Sequential Methods in Pattern Recognition and Machine Learning
Title | Sequential Methods in Pattern Recognition and Machine Learning PDF eBook |
Author | K.C. Fu |
Publisher | Academic Press |
Pages | 245 |
Release | 1968 |
Genre | Computers |
ISBN | 0080955592 |
Sequential Methods in Pattern Recognition and Machine Learning
Sequential methods in pattern recognition and machine learning
Title | Sequential methods in pattern recognition and machine learning PDF eBook |
Author | King S. Fu |
Publisher | |
Pages | 227 |
Release | 1970 |
Genre | |
ISBN |
Sequential Methods in Pattern Recognition and Machine Learning
Title | Sequential Methods in Pattern Recognition and Machine Learning PDF eBook |
Author | King Sun Fu |
Publisher | |
Pages | 227 |
Release | 1968 |
Genre | Perceptrons |
ISBN |
Pattern Recognition and Machine Learning
Title | Pattern Recognition and Machine Learning PDF eBook |
Author | Christopher M. Bishop |
Publisher | Springer |
Pages | 0 |
Release | 2016-08-23 |
Genre | Computers |
ISBN | 9781493938438 |
This is the first textbook on pattern recognition to present the Bayesian viewpoint. The book presents approximate inference algorithms that permit fast approximate answers in situations where exact answers are not feasible. It uses graphical models to describe probability distributions when no other books apply graphical models to machine learning. No previous knowledge of pattern recognition or machine learning concepts is assumed. Familiarity with multivariate calculus and basic linear algebra is required, and some experience in the use of probabilities would be helpful though not essential as the book includes a self-contained introduction to basic probability theory.

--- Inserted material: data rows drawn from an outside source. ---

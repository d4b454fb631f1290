//! Chat completion provider abstraction.
//!
//! The explainer only needs a single-turn completion. Providers may also
//! offer true incremental delivery through [`CompletionProvider::complete_streaming`].

pub mod openai;

use async_trait::async_trait;
use serde::{Deserialize, Serialize};

pub use openai::OpenAIProvider;

/// Callback for streamed tokens, returns false to stop streaming
pub type StreamCallback<'a> = Box<dyn FnMut(&str) -> Result<bool, ProviderError> + Send + 'a>;

/// Sampling settings for a completion request
#[derive(Debug, Clone, Serialize, Deserialize, PartialEq)]
pub struct CompletionParams {
    /// Model identifier
    pub model: String,
    /// Maximum tokens to generate
    pub max_tokens: u32,
    pub temperature: f32,
}

impl Default for CompletionParams {
    fn default() -> Self {
        Self {
            model: "gpt-3.5-turbo".to_string(),
            max_tokens: 2000,
            temperature: 0.5,
        }
    }
}

/// A chat completion service
#[async_trait]
pub trait CompletionProvider: Send + Sync {
    /// Get the provider name for display
    fn name(&self) -> &'static str;

    /// Get the current model name/identifier
    fn model_name(&self) -> &str;

    /// Send one user message and return the full response text
    async fn complete(&self, prompt: &str) -> Result<String, ProviderError>;

    /// Send one user message, handing each delta to `callback` as it arrives
    ///
    /// # Returns
    /// The complete response after streaming finishes
    async fn complete_streaming(
        &self,
        prompt: &str,
        callback: StreamCallback<'_>,
    ) -> Result<String, ProviderError>;
}

/// Error types for provider operations
#[derive(Debug, thiserror::Error)]
pub enum ProviderError {
    #[error("API key not configured for {provider}. Set {env_var} environment variable.")]
    MissingApiKey { provider: String, env_var: String },

    #[error("API error from {provider}: {message}")]
    ApiError { provider: String, message: String },

    #[error("Rate limited by {provider}. Please wait and try again.")]
    RateLimited { provider: String },

    #[error("Network error: {0}")]
    NetworkError(String),

    #[error("Invalid response from {provider}: {message}")]
    InvalidResponse { provider: String, message: String },
}

/// Read an API key from the environment, ignoring empty values
pub fn get_api_key(env_var: &str) -> Option<String> {
    std::env::var(env_var).ok().filter(|s| !s.is_empty())
}
//! Configuration system for the `rootcause` tool.

use serde::Deserialize;
use std::env;
use std::path::{Path, PathBuf};
use std::time::Duration;

use crate::backend::QueryFilter;
use crate::fetch::RetryPolicy;
use crate::providers::openai::OPENAI_API_BASE;
use crate::providers::CompletionParams;

/// Event backend connection
#[derive(Debug, Deserialize, Clone, PartialEq)]
#[serde(default)]
pub struct BackendConfig {
    pub endpoint: String,
    /// Service the events belong to
    pub service: String,
    pub request_timeout_secs: u64,
}

impl Default for BackendConfig {
    fn default() -> Self {
        Self {
            endpoint: "https://go.baselime.io/v1".to_string(),
            service: "default".to_string(),
            request_timeout_secs: 30,
        }
    }
}

/// Search mode defaults
#[derive(Debug, Deserialize, Clone, PartialEq)]
#[serde(default)]
pub struct SearchConfig {
    pub datasets: Vec<String>,
    pub page_size: usize,
    /// Field holding the log level
    pub level_key: String,
    /// Level to filter for
    pub level: String,
    pub from: String,
    pub to: String,
}

impl Default for SearchConfig {
    fn default() -> Self {
        Self {
            datasets: [
                "apigateway-logs",
                "cloudtrail",
                "cloudwatch-metrics",
                "otel",
                "x-ray",
                "lambda-logs",
                "ecs-logs",
            ]
            .iter()
            .map(|s| s.to_string())
            .collect(),
            page_size: 100,
            level_key: "LogLevel".to_string(),
            level: "ERROR".to_string(),
            from: "1h".to_string(),
            to: "now".to_string(),
        }
    }
}

impl SearchConfig {
    pub fn filters(&self) -> Vec<QueryFilter> {
        vec![QueryFilter::equals(&self.level_key, &self.level)]
    }
}

/// Retry behavior for backend reads
#[derive(Debug, Deserialize, Clone, PartialEq)]
#[serde(default)]
pub struct FetchConfig {
    pub max_attempts: u32,
    pub delay_ms: u64,
    /// Events requested from a query run
    pub run_limit: usize,
}

impl Default for FetchConfig {
    fn default() -> Self {
        Self {
            max_attempts: 5,
            delay_ms: 3000,
            run_limit: 20,
        }
    }
}

impl FetchConfig {
    pub fn retry_policy(&self) -> RetryPolicy {
        RetryPolicy {
            max_attempts: self.max_attempts.max(1),
            delay: Duration::from_millis(self.delay_ms),
        }
    }
}

/// Completion request and output pacing
#[derive(Debug, Deserialize, Clone, PartialEq)]
#[serde(default)]
pub struct ExplainConfig {
    pub model: String,
    pub base_url: String,
    pub max_tokens: u32,
    pub temperature: f32,
    pub word_delay_ms: u64,
    pub timeout_secs: u64,
}

impl Default for ExplainConfig {
    fn default() -> Self {
        let params = CompletionParams::default();
        Self {
            model: params.model,
            base_url: OPENAI_API_BASE.to_string(),
            max_tokens: params.max_tokens,
            temperature: params.temperature,
            word_delay_ms: 100,
            timeout_secs: 120,
        }
    }
}

impl ExplainConfig {
    pub fn completion_params(&self) -> CompletionParams {
        CompletionParams {
            model: self.model.clone(),
            max_tokens: self.max_tokens,
            temperature: self.temperature,
        }
    }
}

/// Root configuration structure
#[derive(Debug, Deserialize, Clone, Default, PartialEq)]
#[serde(default)]
pub struct Config {
    pub backend: BackendConfig,
    pub search: SearchConfig,
    pub fetch: FetchConfig,
    pub explain: ExplainConfig,
}

impl Config {
    /// Load config from file, returning default config if file doesn't exist
    pub fn load() -> Self {
        Self::load_from_path(Self::config_path())
    }

    /// Load config from a specific path
    pub fn load_from_path(path: Option<PathBuf>) -> Self {
        let Some(path) = path else {
            return Self::default();
        };

        if !path.exists() {
            return Self::default();
        }

        match Self::read(&path) {
            Ok(config) => config,
            Err(err) => {
                tracing::warn!(path = %path.display(), "ignoring config file: {err}");
                Self::default()
            }
        }
    }

    fn read(path: &Path) -> anyhow::Result<Self> {
        let contents = std::fs::read_to_string(path)?;
        Ok(toml::from_str(&contents)?)
    }

    /// Get the config file path (~/.config/rootcause/config.toml)
    pub fn config_path() -> Option<PathBuf> {
        dirs::config_dir().map(|p| p.join("rootcause").join("config.toml"))
    }

    /// Apply environment variable overrides
    pub fn apply_env_overrides(&mut self) {
        self.apply_overrides(|name| env::var(name).ok().filter(|v| !v.is_empty()));
    }

    fn apply_overrides(&mut self, lookup: impl Fn(&str) -> Option<String>) {
        if let Some(endpoint) = lookup("ROOTCAUSE_ENDPOINT") {
            self.backend.endpoint = endpoint;
        }
        if let Some(model) = lookup("ROOTCAUSE_MODEL") {
            self.explain.model = model;
        }
    }
}

/// Generate default config as TOML string
pub fn generate_default_config() -> String {
    r#"# rootcause configuration
# Place this file at ~/.config/rootcause/config.toml

[backend]
endpoint = "https://go.baselime.io/v1"
service = "default"
request_timeout_secs = 30

[search]
# Datasets searched for errors
datasets = [
    "apigateway-logs",
    "cloudtrail",
    "cloudwatch-metrics",
    "otel",
    "x-ray",
    "lambda-logs",
    "ecs-logs",
]
# Events fetched per page
page_size = 100
level_key = "LogLevel"
level = "ERROR"
# Default time range: now, 30m, 1h, 7d or an RFC 3339 timestamp
from = "1h"
to = "now"

[fetch]
max_attempts = 5
delay_ms = 3000
# Events requested from a query run
run_limit = 20

[explain]
model = "gpt-3.5-turbo"
base_url = "https://api.openai.com/v1"
max_tokens = 2000
temperature = 0.5
# Pause between words when replaying the explanation
word_delay_ms = 100
timeout_secs = 120

# Environment variables:
# ROOTCAUSE_API_KEY  - event backend API key (required)
# OPENAI_API_KEY     - completion API key (required for explanations)
# ROOTCAUSE_ENDPOINT - overrides backend.endpoint
# ROOTCAUSE_MODEL    - overrides explain.model
"#
    .to_string()
}

/// Print the default config to stdout
pub fn print_default_config() {
    print!("{}", generate_default_config());
}
//! Routes each message value to the handler registered for its type.
//!
//! The set of message types is closed, so [`MessagesBuilder::build`] can
//! refuse to produce a dispatcher that would leave any of them unhandled.
//! Wiring mistakes surface at startup instead of on the first request.

use std::any::{Any, TypeId};
use std::collections::HashMap;
use std::sync::Arc;

use student_store::Database;

use crate::error::DispatchError;
use crate::message::{Handler, Message};
use crate::student::{
    DisenrollCommand, DisenrollHandler, EditPersonalInfoCommand, EditPersonalInfoHandler,
    EnrollCommand, EnrollHandler, GetListHandler, GetListQuery, RegisterCommand, RegisterHandler,
    TransferCommand, TransferHandler, UnregisterCommand, UnregisterHandler,
};

/// Each entry holds an `Arc<dyn Handler<M>>` keyed by `TypeId::of::<M>()`.
type HandlerMap = HashMap<TypeId, Box<dyn Any + Send + Sync>>;

/// The message dispatcher.
///
/// Cheap to share behind an `Arc`; dispatching never mutates it.
pub struct Messages {
    handlers: HandlerMap,
}

impl Messages {
    pub fn builder() -> MessagesBuilder {
        MessagesBuilder::default()
    }

    /// Builds a dispatcher with the student handlers over `db`.
    pub fn for_students<D>(db: D) -> Result<Self, DispatchError>
    where
        D: Database + Clone + 'static,
    {
        Self::builder()
            .handle::<RegisterCommand, _>(RegisterHandler::new(db.clone()))
            .handle::<UnregisterCommand, _>(UnregisterHandler::new(db.clone()))
            .handle::<EditPersonalInfoCommand, _>(EditPersonalInfoHandler::new(db.clone()))
            .handle::<EnrollCommand, _>(EnrollHandler::new(db.clone()))
            .handle::<TransferCommand, _>(TransferHandler::new(db.clone()))
            .handle::<DisenrollCommand, _>(DisenrollHandler::new(db.clone()))
            .handle::<GetListQuery, _>(GetListHandler::new(db))
            .build()
    }

    /// Hands `message` to its handler and returns the handler's output unchanged.
    pub async fn dispatch<M: Message>(&self, message: M) -> M::Output {
        metrics::counter!("messages_dispatched_total", "message" => M::NAME).increment(1);
        tracing::debug!(message_type = M::NAME, "dispatching");

        self.handler::<M>().handle(message).await
    }

    fn handler<M: Message>(&self) -> &dyn Handler<M> {
        match self
            .handlers
            .get(&TypeId::of::<M>())
            .and_then(|entry| entry.downcast_ref::<Arc<dyn Handler<M>>>())
        {
            Some(handler) => handler.as_ref(),
            // build() rejects any dispatcher missing a message type.
            None => unreachable!("no handler registered for {}", M::NAME),
        }
    }
}

impl std::fmt::Debug for Messages {
    fn fmt(&self, f: &mut std::fmt::Formatter<'_>) -> std::fmt::Result {
        f.debug_struct("Messages")
            .field("handlers", &self.handlers.len())
            .finish()
    }
}

/// Collects handlers for [`Messages`].
#[derive(Default)]
pub struct MessagesBuilder {
    handlers: HandlerMap,
    duplicates: Vec<&'static str>,
}

impl MessagesBuilder {
    /// Registers `handler` for messages of type `M`.
    pub fn handle<M, H>(mut self, handler: H) -> Self
    where
        M: Message,
        H: Handler<M> + 'static,
    {
        let handler: Arc<dyn Handler<M>> = Arc::new(handler);
        if self
            .handlers
            .insert(TypeId::of::<M>(), Box::new(handler))
            .is_some()
        {
            self.duplicates.push(M::NAME);
        }
        self
    }

    /// Finishes the dispatcher.
    ///
    /// # Errors
    ///
    /// Returns [`DispatchError::DuplicateHandler`] if a message type was
    /// registered twice, or [`DispatchError::MissingHandlers`] naming every
    /// message type that has no handler.
    pub fn build(self) -> Result<Messages, DispatchError> {
        if let Some(&message) = self.duplicates.first() {
            return Err(DispatchError::DuplicateHandler { message });
        }

        let missing: Vec<&'static str> = catalog()
            .into_iter()
            .filter(|(type_id, _)| !self.handlers.contains_key(type_id))
            .map(|(_, name)| name)
            .collect();
        if !missing.is_empty() {
            return Err(DispatchError::MissingHandlers { messages: missing });
        }

        Ok(Messages {
            handlers: self.handlers,
        })
    }
}

/// Seals each listed type as a [`Message`] and records it in `catalog()`.
///
/// A message type exists only by being listed here, so every one of them is
/// checked by [`MessagesBuilder::build`].
macro_rules! message_catalog {
    ($($message:ty),+ $(,)?) => {
        $(impl crate::message::sealed::Sealed for $message {})+

        fn catalog() -> Vec<(TypeId, &'static str)> {
            vec![$(entry::<$message>()),+]
        }
    };
}

message_catalog!(
    RegisterCommand,
    UnregisterCommand,
    EditPersonalInfoCommand,
    EnrollCommand,
    TransferCommand,
    DisenrollCommand,
    GetListQuery,
);

fn entry<M: Message>() -> (TypeId, &'static str) {
    (TypeId::of::<M>(), M::NAME)
}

Machine Learning and Data Mining in Pattern Recognition
Title | Machine Learning and Data Mining in Pattern Recognition PDF eBook |
Author | Petra Perner |
Publisher | Springer Science & Business Media |
Pages | 452 |
Release | 2003-06-25 |
Genre | Computers |
ISBN | 3540405046 |
TheInternationalConferenceonMachineLearningandDataMining(MLDM)is the third meeting in a series of biennial events, which started in 1999, organized by the Institute of Computer Vision and Applied Computer Sciences (IBaI) in Leipzig. MLDM began as a workshop and is now a conference, and has brought the topic of machine learning and data mining to the attention of the research community. Seventy-?ve papers were submitted to the conference this year. The program committeeworkedhardtoselectthemostprogressiveresearchinafairandc- petent review process which led to the acceptance of 33 papers for presentation at the conference. The 33 papers in these proceedings cover a wide variety of topics related to machine learning and data mining. The two invited talks deal with learning in case-based reasoning and with mining for structural data. The contributed papers can be grouped into nine areas: support vector machines; pattern dis- very; decision trees; clustering; classi?cation and retrieval; case-based reasoning; Bayesian models and methods; association rules; and applications. We would like to express our appreciation to the reviewers for their precise andhighlyprofessionalwork.WearegratefultotheGermanScienceFoundation for its support of the Eastern European researchers. We appreciate the help and understanding of the editorial sta? at Springer Verlag, and in particular Alfred Hofmann,whosupportedthepublicationoftheseproceedingsintheLNAIseries. Last, but not least, we wish to thank all the speakers and participants who contributed to the success of the conference.
Pattern Discovery Using Sequence Data Mining
Title | Pattern Discovery Using Sequence Data Mining PDF eBook |
Author | Pradeep Kumar |
Publisher | |
Pages | 272 |
Release | 2011-07-01 |
Genre | Sequential pattern mining |
ISBN | 9781613500583 |
"This book provides a comprehensive view of sequence mining techniques, and present current research and case studies in Pattern Discovery in Sequential data authored by researchers and practitioners"--
Sequential Monte Carlo Methods in Practice
Title | Sequential Monte Carlo Methods in Practice PDF eBook |
Author | Arnaud Doucet |
Publisher | Springer Science & Business Media |
Pages | 590 |
Release | 2013-03-09 |
Genre | Mathematics |
ISBN | 1475734379 |
Monte Carlo methods are revolutionizing the on-line analysis of data in many fileds. They have made it possible to solve numerically many complex, non-standard problems that were previously intractable. This book presents the first comprehensive treatment of these techniques.